Collection entries:
━━━━━━━━━━━━━━━━━━━━

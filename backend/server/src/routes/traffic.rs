use std::{collections::HashMap, sync::Arc};

use axum::{
    extract::{Query, State},
    response::IntoResponse,
};
use catalog::traffic::{Month, Visit};
use chrono::Utc;
use serde::Serialize;

use crate::{
    error::AppError,
    state::AppState,
    store::{Store, new_id},
    utils::{created, ok},
    validation::query::traffic_month,
};

#[derive(Debug, Serialize)]
#[serde(rename_all = "camelCase")]
pub struct TrafficReport {
    pub month: String,
    pub count: u64,
    pub previous_month: String,
    pub previous_count: u64,
}

async fn count(store: &dyn Store, month: Month) -> Result<u64, AppError> {
    let (from, to) = month.range();
    Ok(store.count_visits(from, to).await?)
}

pub async fn record_visit(State(state): State<Arc<AppState>>) -> Result<impl IntoResponse, AppError> {
    let visit = Visit {
        id: new_id(),
        visited_at: Utc::now(),
    };
    state.store.record_visit(&visit).await?;

    Ok(created(visit))
}

pub async fn monthly_traffic(
    State(state): State<Arc<AppState>>,
    Query(params): Query<HashMap<String, String>>,
) -> Result<impl IntoResponse, AppError> {
    let month = traffic_month(&params, Utc::now())?;
    let previous = month.previous();

    Ok(ok(TrafficReport {
        month: month.label(),
        count: count(state.store.as_ref(), month).await?,
        previous_month: previous.label(),
        previous_count: count(state.store.as_ref(), previous).await?,
    }))
}
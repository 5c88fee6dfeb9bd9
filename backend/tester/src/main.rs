//! Smoke test against a running back-office.
//!
//! Logs in, creates a batch of sample products, files them into a section,
//! records some page views and prints what the API reports back.
use anyhow::{Context, Result, bail, ensure};
use catalog::{
    Vocabulary,
    products::{ColorName, Season, expected_sizes},
};
use clap::Parser;
use indicatif::{ProgressBar, ProgressStyle};
use reqwest::{Client, Method, RequestBuilder};
use serde_json::{Value, json};

#[derive(Parser, Debug)]
#[command(author, version, about)]
struct Args {
    /// Manager or admin email
    email: String,

    password: String,

    #[arg(long, default_value = "http://localhost:8080")]
    base_url: String,

    /// How many sample products to create
    #[arg(long, default_value_t = 12)]
    products: usize,

    #[arg(long, default_value_t = 25)]
    visits: usize,

    /// Delete the created products again at the end
    #[arg(long)]
    cleanup: bool,
}

struct Api {
    client: Client,
    base_url: String,
    token: Option<String>,
}

impl Api {
    fn request(&self, method: Method, path: &str) -> RequestBuilder {
        let builder = self
            .client
            .request(method, format!("{}{path}", self.base_url));

        match &self.token {
            Some(token) => builder.bearer_auth(token),
            None => builder,
        }
    }

    /// Sends the request and unwraps the `data` of a successful envelope.
    async fn send(&self, builder: RequestBuilder) -> Result<Value> {
        let response = builder.send().await?;
        let status = response.status();
        let body: Value = response
            .json()
            .await
            .with_context(|| format!("Response with status {status} is not JSON"))?;

        if !status.is_success() {
            bail!("Request failed with {status}: {}", body["errors"]);
        }

        Ok(body["data"].clone())
    }

    async fn get(&self, path: &str) -> Result<Value> {
        self.send(self.request(Method::GET, path)).await
    }

    async fn post(&self, path: &str, body: &Value) -> Result<Value> {
        self.send(self.request(Method::POST, path).json(body)).await
    }

    async fn put(&self, path: &str, body: &Value) -> Result<Value> {
        self.send(self.request(Method::PUT, path).json(body)).await
    }

    async fn delete(&self, path: &str) -> Result<Value> {
        self.send(self.request(Method::DELETE, path)).await
    }
}

fn sample_product(index: usize) -> Value {
    let unisex = index % 3 == 0;
    let colors = ColorName::ALL;
    let seasons = Season::ALL;

    let sizes: Vec<Value> = expected_sizes(unisex)
        .into_iter()
        .enumerate()
        .map(|(i, name)| {
            let quantity = (index + i) % 7;
            let availability = if quantity == 0 {
                "out_of_stock"
            } else {
                "in_stock"
            };
            json!({ "name": name, "quantity": quantity, "availability": availability })
        })
        .collect();

    json!({
        "name": format!("Sample Jumper {index}"),
        "description": "Smoke test product",
        "descriptionText": "Created by the smoke tester and safe to delete.",
        "unisex": unisex,
        "woolPercentage": 50 + (index % 6) * 10,
        "price": 79.0 + index as f64,
        "releaseDate": "2026-09-01",
        "availability": "in_stock",
        "seasons": [seasons[index % seasons.len()].as_str()],
        "colors": [
            { "name": colors[index % colors.len()].as_str(), "sizes": sizes.clone() },
            { "name": colors[(index + 1) % colors.len()].as_str(), "sizes": sizes },
        ]
    })
}

fn progress(len: usize, message: &'static str) -> Result<ProgressBar> {
    let pb = ProgressBar::new(len as u64);
    pb.set_style(
        ProgressStyle::with_template(
            "{spinner:.green} [{elapsed_precise}] [{bar:40.cyan/blue}] {pos}/{len} {msg}",
        )?
        .progress_chars("=> "),
    );
    pb.set_message(message);

    Ok(pb)
}

#[tokio::main]
async fn main() -> Result<()> {
    let args = Args::parse();
    let mut api = Api {
        client: Client::new(),
        base_url: args.base_url.trim_end_matches('/').to_string(),
        token: None,
    };

    let health = api.get("/api/health").await.context("Server is not reachable")?;
    println!("Health: {health}");

    let login = api
        .post(
            "/api/auth/login",
            &json!({ "email": args.email, "password": args.password }),
        )
        .await
        .context("Login failed")?;
    api.token = login["token"].as_str().map(str::to_string);
    ensure!(api.token.is_some(), "Login response carried no token");

    let me = api.get("/api/auth/me").await?;
    println!("Logged in as {} ({})\n", me["fullName"], me["role"]);

    let pb = progress(args.products, "creating products")?;
    let mut created = Vec::with_capacity(args.products);
    for index in 0..args.products {
        let product = api.post("/api/product", &sample_product(index)).await?;
        let id = product["_id"]
            .as_str()
            .context("Created product has no id")?
            .to_string();
        created.push(id);
        pb.inc(1);
    }
    pb.finish_with_message("products created");

    let sections = api.get("/api/section").await?;
    let section = sections
        .as_array()
        .and_then(|sections| sections.first())
        .context("No sections returned")?;
    let section_id = section["_id"].as_str().context("Section has no id")?;

    let picks: Vec<&String> = created.iter().take(4).collect();
    api.put(&format!("/api/section/{section_id}"), &json!({ "items": picks }))
        .await?;
    let section = api.get(&format!("/api/section/{section_id}")).await?;
    println!(
        "\nSection {} lists {} products",
        section["name"], section["items"]["totalItems"]
    );

    let pb = progress(args.visits, "recording visits")?;
    for _ in 0..args.visits {
        api.post("/api/traffic", &json!({})).await?;
        pb.inc(1);
    }
    pb.finish_with_message("visits recorded");

    let traffic = api.get("/api/traffic").await?;
    println!(
        "\nTraffic {}: {} (previous month {}: {})",
        traffic["month"], traffic["count"], traffic["previousMonth"], traffic["previousCount"]
    );

    let feed = api.get("/api/notification?limit=5").await?;
    println!("Unread notifications: {}", feed["unreadCount"]);
    for notification in feed["items"].as_array().into_iter().flatten() {
        println!("  [{}] {}", notification["title"], notification["message"]);
    }

    if args.cleanup {
        let pb = progress(created.len(), "deleting products")?;
        for id in &created {
            api.delete(&format!("/api/product/{id}")).await?;
            pb.inc(1);
        }
        pb.finish_with_message("products deleted");

        let section = api.get(&format!("/api/section/{section_id}")).await?;
        println!(
            "Section {} lists {} products after cleanup",
            section["name"], section["items"]["totalItems"]
        );
    }

    Ok(())
}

━━━━━━━━━━━━━━━━━━━━

* **ABOUT THIS EXERCISE**:
Filter the entries above down to the lines that contain the word "RequestBuilder".

* **COMPLETED TASK**:
use reqwest::{Client, Method, RequestBuilder};
    fn request(&self, method: Method, path: &str) -> RequestBuilder {
    async fn send(&self, builder: RequestBuilder) -> Result<Value> {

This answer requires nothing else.